Thursday, December 18, 2008
Thursday Morning Cupcheck - The 2008 Dallas Stars Christmas Gift List
Hola mis fantaticos de la hockey! Last week we explored the Sean Avery situation using the mediums of performance mime in a gender-neutral space; this week, I was planning on fleshing out the details of the Dear Sean letters I found while rummaging for pizza in the dumpster behind Dave Tippett's heavily-guarded McFortress (sample exerpt: "Dear Sean, by the time you read this we'll be allowing fewer than five goals a game..."), when I glanced up at the storefront window I'd just smashed and realized, It's Christmastime, baby!!
Truly, had this been any other time of year, your weary eyes would have been subjected to yet another tired cliche regarding Sean Avery and his Battle Royale with the league office, the Stars' locker room, and the angry mob of male prostitutes that are demanding he start doing something about all those unpaid bar tabs. But since this is Christmas, the time of giving, what better way to celebrate the birth of Santa than with a positive, uplifting 2008 Dallas Stars Christmas List?
We realize that times are tough in these rough economic times --unless you're a white-collar executive of a bankrupt stockbroking firm, in which case you're probably reading this laughing off the deck of your mega-yacht somewhere off the coast of that little island you bought with my taxes near the coast of St. Kitt-- but I think we can all agree that multimillion dollar athletes need some love, too. And presents. Lots of presents.
Darryl Sydor: The Bubbles Butt Lifting Lingerie -- It's no secret that Darryl's once-stellar play on the backend is just not quite what it used to be when he was younger and more supple. This gift should put a little glide in his stride and a dip in his yip and help Sydor get rid of that two-goals-per-game junk in the trunk he's been lugging around back there.
Joel Lundqvist: A Shower Sex Bathtub Handle -- While it's really none of our business exactly how many members of the Swedish Bikini Team Joel entertains in his private quarters, all the resulting groin injuries are really starting to affect the team's performance on the ice. Remember: safe sex is the best kind. At least that's what I remember from all those how-to manuals from Health Class.

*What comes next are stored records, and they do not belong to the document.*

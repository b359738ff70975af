//! Effective style resolution.
//!
//! Three layers are merged per node, lowest precedence first:
//! 1. the element kind's preset ([`presets::preset_for`])
//! 2. utility classes, left to right ([`classes::declarations_for`])
//! 3. the inline style record

pub(crate) mod classes;
pub(crate) mod presets;

use std::collections::HashMap;

use crate::{component::kind::ElementKind, node::style::StyleRecord};

/// Merges presets, utility classes and inline styles into one effective record.
///
/// Custom classes registered with [`StyleResolver::with_class`] shadow built-in tokens of the
/// same name.
#[derive(Clone, Debug, Default)]
pub struct StyleResolver {
    custom_classes: HashMap<String, StyleRecord>,
}

impl StyleResolver {
    /// Resolver with only the built-in class table.
    pub fn new() -> Self {
        Self::default()
    }

    /// Register (or replace) a custom utility class.
    pub fn with_class(mut self, token: impl Into<String>, declarations: StyleRecord) -> Self {
        self.custom_classes.insert(token.into(), declarations);
        self
    }

    /// Declarations for one class token. Unknown tokens yield `None`.
    pub fn class(&self, token: &str) -> Option<StyleRecord> {
        self.custom_classes
            .get(token)
            .cloned()
            .or_else(|| classes::declarations_for(token))
    }

    /// Resolve the effective style for one node.
    ///
    /// Returns `None` when no layer sets any property; the IR never carries an empty record.
    pub fn resolve(
        &self,
        kind: &ElementKind,
        utility_classes: Option<&str>,
        inline: Option<&StyleRecord>,
    ) -> Option<StyleRecord> {
        let mut out = StyleRecord::new();

        if let Some(preset) = presets::preset_for(kind) {
            out.overlay(&preset);
        }

        for token in utility_classes.into_iter().flat_map(str::split_whitespace) {
            match self.class(token) {
                Some(decls) => out.overlay(&decls),
                None => tracing::trace!(token, "ignoring unknown utility class"),
            }
        }

        if let Some(inline) = inline {
            out.overlay(inline);
        }

        out.into_option()
    }
}

#[cfg(test)]
#[path = "../../tests/unit/style/resolver.rs"]
mod tests;
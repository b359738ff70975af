use std::{
    sync::{Arc, Mutex},
    time::Duration,
};

use serde_json::json;

use super::*;
use crate::node::style::{StyleRecord, StyleValue};

/// Serves `src` as its own bytes after a per-source delay and records completion order.
struct DelayedFetcher {
    delays: Vec<(&'static str, u64)>,
    completed: Mutex<Vec<String>>,
}

impl AssetFetcher for DelayedFetcher {
    fn fetch<'a>(&'a self, src: &'a str) -> BoxFuture<'a, RastreeResult<Vec<u8>>> {
        Box::pin(async move {
            let delay = self
                .delays
                .iter()
                .find(|(s, _)| *s == src)
                .map(|(_, d)| *d)
                .unwrap_or(0);
            tokio::time::sleep(Duration::from_millis(delay)).await;
            self.completed.lock().unwrap().push(src.to_string());
            Ok(src.as_bytes().to_vec())
        })
    }
}

fn image_bytes(node: &Node) -> Vec<u8> {
    match node {
        Node::Image(ImageNode {
            src: ImageSource::Binary(handle),
            ..
        }) => handle.bytes().to_vec(),
        other => panic!("expected binary image, got {other:?}"),
    }
}

#[tokio::test]
async fn text_leaf_compiles_without_style() {
    let node = Compiler::new().compile(&Element::text("hi")).await.unwrap();
    assert_eq!(
        node,
        Node::Text(TextNode {
            style: None,
            text: "hi".to_string()
        })
    );
}

#[tokio::test]
async fn children_keep_source_order_when_first_image_resolves_last() {
    let fetcher = Arc::new(DelayedFetcher {
        delays: vec![("a.png", 60), ("b.png", 20), ("c.png", 0)],
        completed: Mutex::new(Vec::new()),
    });
    let compiler = Compiler::new().with_fetcher(fetcher.clone());
    let tree: Element = Element::host("div")
        .child(Element::host("img").src("a.png"))
        .child(Element::host("img").src("b.png"))
        .child(Element::host("img").src("c.png"))
        .into();

    let node = compiler.compile(&tree).await.unwrap();

    assert_eq!(
        *fetcher.completed.lock().unwrap(),
        vec!["c.png", "b.png", "a.png"]
    );
    let order: Vec<Vec<u8>> = node.children().iter().map(image_bytes).collect();
    assert_eq!(
        order,
        vec![b"a.png".to_vec(), b"b.png".to_vec(), b"c.png".to_vec()]
    );
}

#[tokio::test]
async fn compiling_twice_is_deterministic() {
    let compiler = Compiler::new().with_image_mode(ImageMode::Reference);
    let tree: Element = Element::host("div")
        .class("flex p-4 bg-blue-500")
        .child(Element::host("h1").child("Title"))
        .child(Element::host("img").src("logo.png").size(32.0, 32.0))
        .into();
    let a = compiler.compile(&tree).await.unwrap();
    let b = compiler.compile(&tree).await.unwrap();
    assert_eq!(a.to_json().unwrap(), b.to_json().unwrap());
}

#[tokio::test]
async fn text_kinds_collapse_and_carry_resolved_style() {
    let compiler = Compiler::new();
    let tree: Element = Element::host("h1")
        .class("text-red-500")
        .style(StyleRecord::new().with("fontSize", 48_i64))
        .child("Hello, ")
        .child("world")
        .into();
    let Node::Text(text) = compiler.compile(&tree).await.unwrap() else {
        panic!("expected text node");
    };
    assert_eq!(text.text, "Hello, world");
    let style = text.style.unwrap();
    assert_eq!(style.get("fontSize"), Some(&StyleValue::Integer(48)));
    assert_eq!(style.get("fontWeight"), Some(&StyleValue::Integer(700)));
    assert!(style.get("color").is_some());
}

#[tokio::test]
async fn mixed_text_children_become_a_container() {
    let tree: Element = Element::host("p")
        .child("a ")
        .child(Element::host("strong").child("b"))
        .into();
    let node = Compiler::new().compile(&tree).await.unwrap();
    assert_eq!(node.type_name(), "container");
    assert_eq!(node.children().len(), 2);
    assert_eq!(node.children()[1].type_name(), "text");
}

#[tokio::test]
async fn unstyled_div_omits_style() {
    let tree: Element = Element::host("div").child(Element::host("br")).into();
    let node = Compiler::new().compile(&tree).await.unwrap();
    assert!(node.style().is_none());
    let Node::Text(br) = &node.children()[0] else {
        panic!("expected line break text");
    };
    assert_eq!(br.text, "\n");
}

#[tokio::test]
async fn components_expand_through_registry() {
    let registry = ComponentRegistry::new().register(
        "Badge",
        |props: &serde_json::Value| -> RastreeResult<Element> {
            Ok(Element::host("span")
                .class("font-bold")
                .child(props["label"].as_str().unwrap_or_default())
                .into())
        },
    );
    let compiler = Compiler::new().with_registry(registry);
    let tree = Element::component("Badge", json!({"label": "new"}));
    let Node::Text(text) = compiler.compile(&tree).await.unwrap() else {
        panic!("expected text node");
    };
    assert_eq!(text.text, "new");
}

#[tokio::test]
async fn missing_component_fails_whole_compilation() {
    let tree: Element = Element::host("div")
        .child("ok")
        .child(Element::component("Nope", json!({})))
        .into();
    let err = Compiler::new().compile(&tree).await.unwrap_err();
    assert!(err.is_compile());
    assert!(err.to_string().contains("Nope"));
    assert_eq!(err.cause(), Some("component is not registered"));
}

#[tokio::test]
async fn failing_component_reports_cause() {
    let registry = ComponentRegistry::new().register(
        "Broken",
        |_: &serde_json::Value| -> RastreeResult<Element> {
            Err(RastreeError::validation("label is required"))
        },
    );
    let err = Compiler::new()
        .with_registry(registry)
        .compile(&Element::component("Broken", json!({})))
        .await
        .unwrap_err();
    assert!(err.is_compile());
    assert_eq!(err.cause(), Some("validation error: label is required"));
}

#[tokio::test]
async fn recursive_components_hit_expansion_limit() {
    let registry = ComponentRegistry::new().register(
        "Loop",
        |_: &serde_json::Value| -> RastreeResult<Element> {
            Ok(Element::component("Loop", json!({})))
        },
    );
    let err = Compiler::new()
        .with_registry(registry)
        .with_max_expansions(8)
        .compile(&Element::component("Loop", json!({})))
        .await
        .unwrap_err();
    assert!(err.is_compile());
    assert!(err.cause().unwrap().contains("8"));
}

#[tokio::test]
async fn unknown_tags_are_rejected_and_extensions_pass_through() {
    let err = Compiler::new()
        .compile(&Element::host("marquee").into())
        .await
        .unwrap_err();
    assert!(err.is_compile());

    let compiler =
        Compiler::new().with_registry(ComponentRegistry::new().register_extension("chart"));
    let tree: Element = Element::host("chart")
        .prop("series", json!([1, 2, 3]))
        .child(Element::host("span").child("legend"))
        .into();
    let Node::Extension(ext) = compiler.compile(&tree).await.unwrap() else {
        panic!("expected extension node");
    };
    assert_eq!(ext.kind, "chart");
    assert_eq!(ext.props.get("series"), Some(&json!([1, 2, 3])));
    assert_eq!(ext.children.len(), 1);
}

#[tokio::test]
async fn img_requires_src_and_no_children() {
    let compiler = Compiler::new().with_image_mode(ImageMode::Reference);
    assert!(
        compiler
            .compile(&Element::host("img").into())
            .await
            .unwrap_err()
            .is_compile()
    );
    let with_child: Element = Element::host("img").src("a.png").child("x").into();
    assert!(compiler.compile(&with_child).await.unwrap_err().is_compile());
}

#[tokio::test]
async fn persistent_keys_are_never_fetched() {
    let compiler = Compiler::new().with_persistent_key("logo");
    let node = compiler
        .compile(&Element::host("img").src("logo").into())
        .await
        .unwrap();
    let Node::Image(img) = node else {
        panic!("expected image node");
    };
    assert_eq!(img.src, ImageSource::Url("logo".to_string()));
}

#[tokio::test]
async fn fetch_failure_is_a_compile_error() {
    let err = Compiler::new()
        .compile(&Element::host("img").src("missing.png").into())
        .await
        .unwrap_err();
    assert!(err.is_compile());
    assert!(err.cause().unwrap().contains("missing.png"));
}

Mike Ribeiro: Magnifying Mirror -- Next time the little lady says that your offensive production just doesn't seem as big as it used to be, just whip out one of these babies and show her the score! Either that, or you could, say, score more.
Marty Turco: This Special Towel -- I'm sure all Stars fans that have watched the first third of the season have wondered aloud regarding the geographic location of Marty's cranium in relation to his posterior. Marty himself probably wonders that from time to time: well fret no more! With this special towel, the mystery of Marty will be able to decisively separate noggin from tuckus.
Tom Hicks: Fake Winning Lottery Tickets -- In these tough times, no one suffers more than the extravagantly wealthy among us. This is the gift you can give to the man who once had everything, for what better present could one give this season than a smile to a millionaire's face?
Brett Hull: Backwards Clock -- Can we say 'do-over'?
Chris Conner: The Big Boy -- C'mon, man, we know you're not really 5'8". But don't let that get you down! This is the perfect gift for the forward that needs a little size and presence in the offensive zone.
Sean Avery: Do I Even Have to Say It? -- This gift is perfect for the me-first off-ice pest on the go. A few squirts of this puppy and Sean will no longer have that stale and predictable "not so fresh" feeling to him and his self-serving antics.
Brad Richards: ManDelay Premature Ejaculation Cream -- Brad's at his best when he can calmly survey the field and patiently get the puck to the open man. Brad's at his worst when he's running around his own zone like a chicken with its head cut off, chasing the puck fruitlessly in those tight corners. Take a step back, relax, and breathe: remember, the journey through the neutral zone is just as enjoyable as the eventual game-tying goal.
Jere Lehtinen: Magnetic Bumper Stickers -- Let's face it, no one knows what's going on with the Jere Lehtinen injury situation. Not because there's a dearth of medical information, but because Jere's thick Finnish accent makes a mockery of the time-honored hockey tradition of between-periods interviews. With these magnetic bumper stickers, Jere will be able to convey in clear English exactly what's really on his mind at all times.
Dave Tippett: Redneck Roadrage Megaphone -- To most observers, it seems as if the players are tuning out the coach's message. With this timely holiday gift, however, they will no longer be able to ignore Coach Dave's once-repetitive pleas to stop stick-checking in the defensive zone. A new voice in the coach's chair might be just what this team needs to get back on their high horse this season and make the playoffs, and this gift provides like no other.
That's it for this week's Christmas Shopping Extravaganza edition of the Cupcheck. Tune in next week when I'll be giving Stars fans a play-by-play breakdown of my Christmas morning, including up-to-the-minute reports on Tube Socks Received and a scrolling ticker indicating exactly how many 50%-off Michael Vick Fat Head posters I'll be plastering on my bedroom walls this holiday season.